Output only the lines of the entries that follow, starting at the one with "repository 113c7bbbcf73f27b" and running down to the one with "let units = required_units(required_area, usable_area);", both included and unchanged.

Source material:
□ □ □ □ □ □ □

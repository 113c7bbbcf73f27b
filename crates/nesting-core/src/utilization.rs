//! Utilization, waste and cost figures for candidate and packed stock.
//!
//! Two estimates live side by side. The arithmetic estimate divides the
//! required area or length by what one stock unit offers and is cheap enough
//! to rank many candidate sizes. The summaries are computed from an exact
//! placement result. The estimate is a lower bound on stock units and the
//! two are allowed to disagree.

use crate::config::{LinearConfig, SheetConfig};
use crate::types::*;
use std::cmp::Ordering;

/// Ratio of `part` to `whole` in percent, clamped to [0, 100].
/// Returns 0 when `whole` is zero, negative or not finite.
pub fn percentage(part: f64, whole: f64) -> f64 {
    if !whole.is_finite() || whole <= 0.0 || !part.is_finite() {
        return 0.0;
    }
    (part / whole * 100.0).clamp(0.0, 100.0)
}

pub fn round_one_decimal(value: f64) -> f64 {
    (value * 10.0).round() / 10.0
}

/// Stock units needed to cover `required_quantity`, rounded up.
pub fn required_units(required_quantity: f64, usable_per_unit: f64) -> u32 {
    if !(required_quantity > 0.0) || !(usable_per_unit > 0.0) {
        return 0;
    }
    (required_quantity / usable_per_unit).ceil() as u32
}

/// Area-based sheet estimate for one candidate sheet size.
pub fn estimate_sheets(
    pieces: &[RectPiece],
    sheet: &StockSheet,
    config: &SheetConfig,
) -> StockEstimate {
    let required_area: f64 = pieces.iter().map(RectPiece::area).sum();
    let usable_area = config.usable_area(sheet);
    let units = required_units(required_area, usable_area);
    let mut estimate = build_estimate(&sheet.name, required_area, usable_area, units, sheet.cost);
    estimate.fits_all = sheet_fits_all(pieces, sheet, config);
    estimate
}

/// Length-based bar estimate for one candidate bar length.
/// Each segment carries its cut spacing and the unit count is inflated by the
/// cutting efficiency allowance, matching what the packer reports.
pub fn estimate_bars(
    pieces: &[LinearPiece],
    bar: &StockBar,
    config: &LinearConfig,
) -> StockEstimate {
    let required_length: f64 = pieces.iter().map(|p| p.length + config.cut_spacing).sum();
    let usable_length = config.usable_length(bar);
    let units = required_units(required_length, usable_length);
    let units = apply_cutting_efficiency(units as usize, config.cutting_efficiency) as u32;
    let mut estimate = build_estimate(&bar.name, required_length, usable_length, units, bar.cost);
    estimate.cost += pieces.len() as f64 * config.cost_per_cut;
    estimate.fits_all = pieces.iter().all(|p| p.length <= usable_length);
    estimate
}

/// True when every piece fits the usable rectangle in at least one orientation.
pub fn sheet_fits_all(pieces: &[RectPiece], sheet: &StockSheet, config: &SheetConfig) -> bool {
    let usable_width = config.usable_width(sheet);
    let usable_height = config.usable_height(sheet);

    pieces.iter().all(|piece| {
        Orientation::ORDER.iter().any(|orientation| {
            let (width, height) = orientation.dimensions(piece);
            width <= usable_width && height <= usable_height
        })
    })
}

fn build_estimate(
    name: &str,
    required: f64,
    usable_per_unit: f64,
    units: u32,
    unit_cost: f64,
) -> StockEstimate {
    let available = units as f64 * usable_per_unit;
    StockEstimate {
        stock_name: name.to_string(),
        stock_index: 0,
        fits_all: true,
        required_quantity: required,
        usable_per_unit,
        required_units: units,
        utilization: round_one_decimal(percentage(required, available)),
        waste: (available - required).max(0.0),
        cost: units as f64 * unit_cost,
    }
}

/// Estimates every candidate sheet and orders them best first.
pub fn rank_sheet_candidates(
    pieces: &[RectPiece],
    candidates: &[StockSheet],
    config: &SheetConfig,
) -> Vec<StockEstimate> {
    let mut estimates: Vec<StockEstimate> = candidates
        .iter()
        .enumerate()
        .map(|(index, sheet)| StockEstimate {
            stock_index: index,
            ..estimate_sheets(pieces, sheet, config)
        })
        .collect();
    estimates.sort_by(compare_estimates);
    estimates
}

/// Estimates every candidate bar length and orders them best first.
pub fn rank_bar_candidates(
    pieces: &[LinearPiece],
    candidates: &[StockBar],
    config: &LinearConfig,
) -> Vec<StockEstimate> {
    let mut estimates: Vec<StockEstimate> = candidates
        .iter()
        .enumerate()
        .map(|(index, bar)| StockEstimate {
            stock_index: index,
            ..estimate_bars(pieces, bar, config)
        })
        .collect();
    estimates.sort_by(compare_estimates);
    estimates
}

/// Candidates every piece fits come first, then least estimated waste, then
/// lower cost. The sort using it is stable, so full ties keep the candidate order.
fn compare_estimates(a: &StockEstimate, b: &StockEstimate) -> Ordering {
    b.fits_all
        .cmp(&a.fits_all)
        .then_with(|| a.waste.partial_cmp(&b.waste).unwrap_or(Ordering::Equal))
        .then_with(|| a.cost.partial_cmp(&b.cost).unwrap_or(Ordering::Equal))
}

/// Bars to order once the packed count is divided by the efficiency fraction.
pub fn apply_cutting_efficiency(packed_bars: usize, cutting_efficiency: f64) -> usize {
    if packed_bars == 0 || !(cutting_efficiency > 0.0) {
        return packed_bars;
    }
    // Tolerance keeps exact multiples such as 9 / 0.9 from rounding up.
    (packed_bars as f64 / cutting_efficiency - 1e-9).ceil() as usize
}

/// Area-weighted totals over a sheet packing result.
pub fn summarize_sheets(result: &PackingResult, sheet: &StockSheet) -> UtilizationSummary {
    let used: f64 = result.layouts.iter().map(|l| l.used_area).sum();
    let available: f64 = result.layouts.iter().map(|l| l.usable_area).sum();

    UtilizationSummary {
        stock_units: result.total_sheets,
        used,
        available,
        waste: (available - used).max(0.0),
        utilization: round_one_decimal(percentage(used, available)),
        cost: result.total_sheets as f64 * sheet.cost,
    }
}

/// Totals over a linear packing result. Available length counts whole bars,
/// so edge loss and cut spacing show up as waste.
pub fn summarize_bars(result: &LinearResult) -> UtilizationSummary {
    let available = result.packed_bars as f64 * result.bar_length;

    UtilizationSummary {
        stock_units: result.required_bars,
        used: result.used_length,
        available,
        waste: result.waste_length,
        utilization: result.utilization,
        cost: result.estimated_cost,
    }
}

□ □ □ □ □ □ □

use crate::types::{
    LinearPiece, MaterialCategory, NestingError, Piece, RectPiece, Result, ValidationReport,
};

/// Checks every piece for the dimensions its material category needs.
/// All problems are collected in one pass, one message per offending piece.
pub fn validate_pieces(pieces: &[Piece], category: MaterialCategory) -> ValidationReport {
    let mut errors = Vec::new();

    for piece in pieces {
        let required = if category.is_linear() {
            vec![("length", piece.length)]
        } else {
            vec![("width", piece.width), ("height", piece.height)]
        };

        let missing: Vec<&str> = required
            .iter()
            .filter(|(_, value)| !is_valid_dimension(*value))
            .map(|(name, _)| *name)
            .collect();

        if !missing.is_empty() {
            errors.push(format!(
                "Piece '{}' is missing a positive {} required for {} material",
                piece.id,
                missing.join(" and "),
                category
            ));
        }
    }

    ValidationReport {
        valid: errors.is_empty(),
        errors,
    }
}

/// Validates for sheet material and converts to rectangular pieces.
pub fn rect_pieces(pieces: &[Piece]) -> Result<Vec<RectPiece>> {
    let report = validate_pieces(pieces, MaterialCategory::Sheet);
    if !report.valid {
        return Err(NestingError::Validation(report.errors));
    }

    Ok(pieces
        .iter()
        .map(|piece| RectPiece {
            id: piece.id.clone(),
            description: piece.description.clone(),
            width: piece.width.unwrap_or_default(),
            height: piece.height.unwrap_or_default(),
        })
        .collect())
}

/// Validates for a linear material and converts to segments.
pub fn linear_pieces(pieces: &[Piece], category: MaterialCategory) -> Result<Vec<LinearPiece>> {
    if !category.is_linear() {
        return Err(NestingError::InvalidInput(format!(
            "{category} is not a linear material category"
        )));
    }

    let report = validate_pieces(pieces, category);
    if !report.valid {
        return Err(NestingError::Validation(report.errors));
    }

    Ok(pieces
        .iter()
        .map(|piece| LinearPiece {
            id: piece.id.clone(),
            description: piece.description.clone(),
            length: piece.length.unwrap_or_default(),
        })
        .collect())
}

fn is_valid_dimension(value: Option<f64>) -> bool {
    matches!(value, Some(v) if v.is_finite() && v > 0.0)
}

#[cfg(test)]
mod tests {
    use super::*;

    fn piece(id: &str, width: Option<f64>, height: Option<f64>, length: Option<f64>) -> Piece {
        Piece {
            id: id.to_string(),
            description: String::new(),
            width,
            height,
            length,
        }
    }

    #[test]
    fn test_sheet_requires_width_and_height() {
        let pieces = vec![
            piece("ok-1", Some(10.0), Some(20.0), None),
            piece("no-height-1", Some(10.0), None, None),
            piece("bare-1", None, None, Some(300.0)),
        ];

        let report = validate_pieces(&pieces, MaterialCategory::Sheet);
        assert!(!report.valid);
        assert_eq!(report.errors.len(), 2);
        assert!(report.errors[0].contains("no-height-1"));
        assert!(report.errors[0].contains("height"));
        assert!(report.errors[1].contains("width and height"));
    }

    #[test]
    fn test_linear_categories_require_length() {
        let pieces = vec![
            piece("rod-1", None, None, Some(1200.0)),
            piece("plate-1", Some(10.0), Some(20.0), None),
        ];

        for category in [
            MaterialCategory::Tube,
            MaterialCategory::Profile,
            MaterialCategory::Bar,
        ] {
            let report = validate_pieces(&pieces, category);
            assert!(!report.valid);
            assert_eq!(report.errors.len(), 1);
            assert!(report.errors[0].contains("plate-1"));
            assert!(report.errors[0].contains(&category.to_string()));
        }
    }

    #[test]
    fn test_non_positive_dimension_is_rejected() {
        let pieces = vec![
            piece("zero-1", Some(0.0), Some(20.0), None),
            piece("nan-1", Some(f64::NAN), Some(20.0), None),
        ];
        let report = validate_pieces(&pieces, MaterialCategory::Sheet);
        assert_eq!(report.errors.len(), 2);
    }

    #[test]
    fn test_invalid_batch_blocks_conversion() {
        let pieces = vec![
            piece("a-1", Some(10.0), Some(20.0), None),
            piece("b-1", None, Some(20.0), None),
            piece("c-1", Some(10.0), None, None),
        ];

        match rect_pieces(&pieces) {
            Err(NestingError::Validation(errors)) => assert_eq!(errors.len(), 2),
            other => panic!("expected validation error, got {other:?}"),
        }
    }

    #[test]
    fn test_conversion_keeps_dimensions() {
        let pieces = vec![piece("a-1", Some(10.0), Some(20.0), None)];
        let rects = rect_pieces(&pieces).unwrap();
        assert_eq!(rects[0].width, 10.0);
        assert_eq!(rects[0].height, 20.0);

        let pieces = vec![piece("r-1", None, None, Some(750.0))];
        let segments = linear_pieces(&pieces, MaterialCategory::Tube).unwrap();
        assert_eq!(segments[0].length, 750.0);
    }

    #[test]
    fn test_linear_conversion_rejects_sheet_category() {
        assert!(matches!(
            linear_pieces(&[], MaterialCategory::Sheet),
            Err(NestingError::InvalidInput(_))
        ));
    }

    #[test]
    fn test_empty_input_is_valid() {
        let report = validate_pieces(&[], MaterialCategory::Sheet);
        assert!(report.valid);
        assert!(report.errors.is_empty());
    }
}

□ □ □ □ □ □ □

Response to the task:
repository 113c7bbbcf73f27b
filename crates/nesting-core/src/utilization.rs
//! Utilization, waste and cost figures for candidate and packed stock.
//!
//! Two estimates live side by side. The arithmetic estimate divides the
//! required area or length by what one stock unit offers and is cheap enough
//! to rank many candidate sizes. The summaries are computed from an exact
//! placement result. The estimate is a lower bound on stock units and the
//! two are allowed to disagree.

use crate::config::{LinearConfig, SheetConfig};
use crate::types::*;
use std::cmp::Ordering;

/// Ratio of `part` to `whole` in percent, clamped to [0, 100].
/// Returns 0 when `whole` is zero, negative or not finite.
pub fn percentage(part: f64, whole: f64) -> f64 {
    if !whole.is_finite() || whole <= 0.0 || !part.is_finite() {
        return 0.0;
    }
    (part / whole * 100.0).clamp(0.0, 100.0)
}

pub fn round_one_decimal(value: f64) -> f64 {
    (value * 10.0).round() / 10.0
}

/// Stock units needed to cover `required_quantity`, rounded up.
pub fn required_units(required_quantity: f64, usable_per_unit: f64) -> u32 {
    if !(required_quantity > 0.0) || !(usable_per_unit > 0.0) {
        return 0;
    }
    (required_quantity / usable_per_unit).ceil() as u32
}

/// Area-based sheet estimate for one candidate sheet size.
pub fn estimate_sheets(
    pieces: &[RectPiece],
    sheet: &StockSheet,
    config: &SheetConfig,
) -> StockEstimate {
    let required_area: f64 = pieces.iter().map(RectPiece::area).sum();
    let usable_area = config.usable_area(sheet);
    let units = required_units(required_area, usable_area);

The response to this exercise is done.